Baker and McCabe, who is a CNN contributor, appeared together on the cable news network Thursday evening to discuss impeachment, but were first asked to address the FISA investigation report. Baker said he has not reviewed Horowitz's report. McCabe said he is in the process of reviewing it. "I’ve agreed not to speak about it in any way until that process is over," he said.
Under suspicion of being a Russian agent, Page became a subject of interest in the FBI's counterintelligence investigation, called Crossfire Hurricane, which began in July 2016. and was later wrapped into Mueller's investigation.
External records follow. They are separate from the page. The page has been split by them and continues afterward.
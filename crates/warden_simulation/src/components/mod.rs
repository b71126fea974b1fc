//! ECS Components для агента и его цели
//!
//! Организация по доменам:
//! - agent: archetype преследователя (Agent, SpawnAnchor, PursuitTarget, Quarry)
//! - body: физическое тело (PhysicsBody — velocity, mass)

pub mod agent;
pub mod body;

// Re-exports для удобного импорта
pub use agent::*;
pub use body::*;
Page was never charged with a crime as part of Mueller's investigation, which failed to establish criminal conspiracy between the Trump campaign and the Kremlin, and denied being an agent for Russia.
Last summer, the Justice Department took the unprecedented step of releasing more than 400 redacted pages of top-secret documents on the FISA warrant obtained to wiretap Page after Trump declassified their existence.
Page has been heavily critical of the Russia investigation and the media coverage of it, which he claimed was an effort to advance a narrative for impeachment. "Unfortunately, it was completely spun that as you're correctly alluding to in this fake Mueller report, they just refer to this as oh, he's, you know, colluding, if you will, with these Russian intelligence officers," he said in June.
The U.S. intelligence community concluded in 2017 that Russia was responsible for hacking thousands of Democratic emails and providing those stolen records to WikiLeaks for dissemination, a claim bolstered through Mueller’s investigation. Independent investigations by the House and Senate also concluded the Kremlin interfered in the 2016 presidential election.